Ms. Fraedrich, your study is titled “From Pilot to System”. What motivated you and your team to investigate exactly that?
The starting observation was straightforward: on-demand services are a reality in many regions, but the discussion is still heavily shaped by pilot-project logic and operational metrics. Assessments tend to be blanket judgements – either a silver bullet or inefficient additional traffic. We were interested in what role these services actually play within the public transport system and under what conditions they deliver a measurable contribution. That framing was missing, and it matters – especially given tight public budgets and growing pressure on public transport.
How did you approach the methodology?
For the study, we analysed data from more than 50 on-demand services. Some of these are further differentiated internally – like the Hofer Landbus – which is why we ultimately looked at more than 100 service areas in relation to existing public transport and what we call “service quality”. This allowed us to systematically assess how effectively on-demand services perform in the areas where they operate.
What makes our study stand out: we had very broad support from transport authorities. Without them – and without the excellent data provided by both ioki and Via, which was genuinely unprecedented – this work would not have been possible.
What surprised you most in the data?
The extent to which these services have an impact, and how clearly they emerge as a piece of the public transport puzzle. I have been working on on-demand for many years, but only now could we close an important gap: value does not arise automatically – it comes from the role a service takes on within its specific system. The debate often centres on whether on-demand “works” or is “too expensive”. Both framings fall short. What matters is whether a service addresses a supply gap, improves connections, or creates accessibility in its specific spatial and operational context.
What does that mean for cities, municipalities and districts operating under budget pressure?

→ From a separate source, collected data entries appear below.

#[cfg(test)]
mod tests {
    use super::*;
    use bson::doc;
    use pretty_assertions::assert_eq;
    use serde_json::json;

    const ID: &str = "573a1390f29313caabcd4135";

    fn pairs(raw: &[(&str, &str)]) -> Vec<(String, String)> {
        raw.iter().map(|(k, v)| (k.to_string(), v.to_string())).collect()
    }

    fn rejection(result: ApiResult<impl std::fmt::Debug>) -> String {
        result.unwrap_err().to_string()
    }

    #[test]
    fn read_requires_db_and_collection() {
        assert_eq!(
            rejection(ReadParams::from_pairs(pairs(&[("db", "sample_mflix"), ("collection", "")]))),
            "Missing \"db\" or \"collection\" parameter"
        );
    }

    #[test]
    fn read_query_excludes_reserved_parameters() {
        let params = ReadParams::from_pairs(pairs(&[
            ("db", "sample_mflix"),
            ("collection", "users"),
            ("fields", "name, email"),
            ("name", "john"),
        ]))
        .unwrap();
        let query = params.query().unwrap();

        assert_eq!(params.namespace.collection, "users");
        assert_eq!(query.projection.to_document(), doc! { "name": 1, "email": 1 });
        assert_eq!(
            query.filter,
            Some(Filter::and([Filter::matches("name", "john")]))
        );
    }

    #[test]
    fn read_query_rejects_non_numeric_bounds() {
        let params = ReadParams::from_pairs(pairs(&[
            ("db", "sample_mflix"),
            ("collection", "movies"),
            ("year", "gteabc"),
        ]))
        .unwrap();

        assert!(matches!(params.query(), Err(ApiError::Validation(_))));
    }

    #[test]
    fn insert_validates_items() {
        assert_eq!(
            rejection(InsertRequest::parse(json!({ "db": "d", "collection": "c" }))),
            "Missing \"db\", \"collection\", or \"items\" in request body"
        );
        assert_eq!(
            rejection(InsertRequest::parse(json!({ "db": "d", "collection": "c", "items": {} }))),
            "\"items\" must be an array"
        );
        assert_eq!(
            rejection(InsertRequest::parse(json!({ "db": "d", "collection": "c", "items": [] }))),
            "No valid items provided"
        );
        assert_eq!(
            rejection(InsertRequest::parse(json!({ "db": "d", "collection": "c", "items": [{ "a": 1 }, 2] }))),
            "Insert items must be objects"
        );
        assert_eq!(
            rejection(InsertRequest::parse(json!(["not", "an", "object"]))),
            "Request body must be a JSON object"
        );
    }

    #[test]
    fn update_items_are_validated_individually() {
        let request = UpdateRequest::parse(json!({
            "db": "d",
            "collection": "c",
            "items": [
                { "id": ID, "name": "Ned" },
                { "name": "no id" },
                { "id": "nope", "name": "bad id" },
                { "id": ID },
                "scalar",
            ],
        }))
        .unwrap();

        assert_eq!(
            request.items,
            vec![
                UpdateItem::Apply {
                    id: ObjectId::parse_str(ID).unwrap(),
                    fields: doc! { "name": "Ned" },
                },
                UpdateItem::Rejected("Missing \"id\" in update object".into()),
                UpdateItem::Rejected("Invalid id \"nope\"".into()),
                UpdateItem::Rejected(format!("No fields to update for id \"{ID}\"")),
                UpdateItem::Rejected("Update item must be an object".into()),
            ]
        );
    }

    #[test]
    fn update_without_applicable_items_is_rejected() {
        assert_eq!(
            rejection(UpdateRequest::parse(json!({
                "db": "d",
                "collection": "c",
                "items": [{ "id": "nope", "name": "x" }],
            }))),
            "No valid items provided"
        );
    }

    #[test]
    fn delete_selectors_follow_precedence() {
        let selector = |body: Value| DeleteRequest::parse(body).map(|request| request.selector);

        assert_eq!(
            selector(json!({ "db": "d", "collection": "c", "ids": [ID, "bad"], "deleteAll": "message2u" })).unwrap(),
            DeleteSelector::Ids(vec![ObjectId::parse_str(ID).unwrap()])
        );
        assert_eq!(
            selector(json!({ "db": "d", "collection": "c", "items": [ID] })).unwrap(),
            DeleteSelector::Ids(vec![ObjectId::parse_str(ID).unwrap()])
        );
        assert_eq!(
            selector(json!({ "db": "d", "collection": "c", "deleteAll": "message2u", "trxndate": "2024-01-01" })).unwrap(),
            DeleteSelector::All
        );
        assert_eq!(
            selector(json!({ "db": "d", "collection": "c", "trxndate": "2024-01-01", "match": { "branch": 7 } })).unwrap(),
            DeleteSelector::Matching(vec![
                ("trxndate".into(), Bson::String("2024-01-01".into())),
                ("branch".into(), Bson::Int64(7)),
            ])
        );
    }

    #[test]
    fn delete_rejects_unusable_selectors() {
        assert_eq!(
            rejection(DeleteRequest::parse(json!({ "db": "d", "collection": "c", "ids": ["bad", 4] }))),
            "No valid IDs provided"
        );
        assert_eq!(
            rejection(DeleteRequest::parse(json!({ "db": "d", "collection": "c", "deleteAll": true }))),
            "Invalid \"deleteAll\" confirmation"
        );
        assert_eq!(
            rejection(DeleteRequest::parse(json!({ "db": "d", "collection": "c" }))),
            "Missing \"ids\", \"deleteAll\", \"trxndate\" or \"match\" in request body"
        );
        assert_eq!(
            rejection(DeleteRequest::parse(json!({ "collection": "c", "deleteAll": "message2u" }))),
            "Missing \"db\" or \"collection\" in request body"
        );
    }

    #[test]
    fn delete_conditions_compare_values_literally() {
        let request = DeleteRequest::parse(json!({ "db": "d", "collection": "c", "trxndate": { "$exists": true } })).unwrap();

        assert_eq!(
            request.selector,
            DeleteSelector::Matching(vec![("trxndate".into(), Bson::Document(doc! { "$exists": true }))])
        );
        assert_eq!(
            request.selector.filter(),
            Some(Filter::and([Filter::eq("trxndate", doc! { "$exists": true })]))
        );
    }

    #[test]
    fn delete_rejects_operator_match_keys() {
        for key in ["$where", "$or", "branch.$gt"] {
            let matching = Map::from_iter([(key.to_string(), json!("x"))]);
            let result = DeleteRequest::parse(json!({ "db": "d", "collection": "c", "match": matching }));

            assert!(matches!(result, Err(ApiError::Validation(_))), "{key} should be rejected");
        }
    }

    #[test]
    fn delete_all_selects_everything() {
        assert_eq!(DeleteSelector::All.filter(), None);
    }
}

Especially as funding tightens, a system-level perspective on on-demand services is essential. The cost per trip is often high – but that alone does not tell you whether a service is economically viable. Fixed-route services are also an inefficient way to deliver public mobility in certain areas and at certain times. An either-or logic misses the potential of better integration across service types. The key question is: “What level of service can I achieve within a given budget across the whole system?”
You write that on-demand services without a clear objective remain expensive and low-impact. What do you mean by that?
On-demand can serve different functions: securing access, closing service gaps, providing new connections, or enhancing the quality of existing services – but not all at once. That is why a clear objective before designing a service is so important: what specific role should this service play, what problem should it solve? Only then can it be sensibly planned, scaled, and integrated.
Without that clarity, you risk setting up an on-demand service designed for everything and optimised for nothing – limited impact at high cost. On-demand becomes expensive and low-impact above all when its function within the overall system has not been clearly defined.
What should decision-makers take from the study for planning on-demand services?
The most important takeaway is a shift in perspective: on-demand should not be treated as an add-on, but as part of the overall public transport system. In practical terms, that means moving away from “on-demand vs. fixed route” and towards “target service level vs. resources available” – starting from the existing system and intervening where the greatest value can be created.
On-demand does not deliver its benefits automatically. It does so only where its function within the public transport system is clearly defined.
Three things are decisive: a clear objective solid integration into the wider public transport network, and planning that puts system-level benefit at the centre.
When those conditions are met, on-demand can make a real contribution – as a well-fitting component of public transport.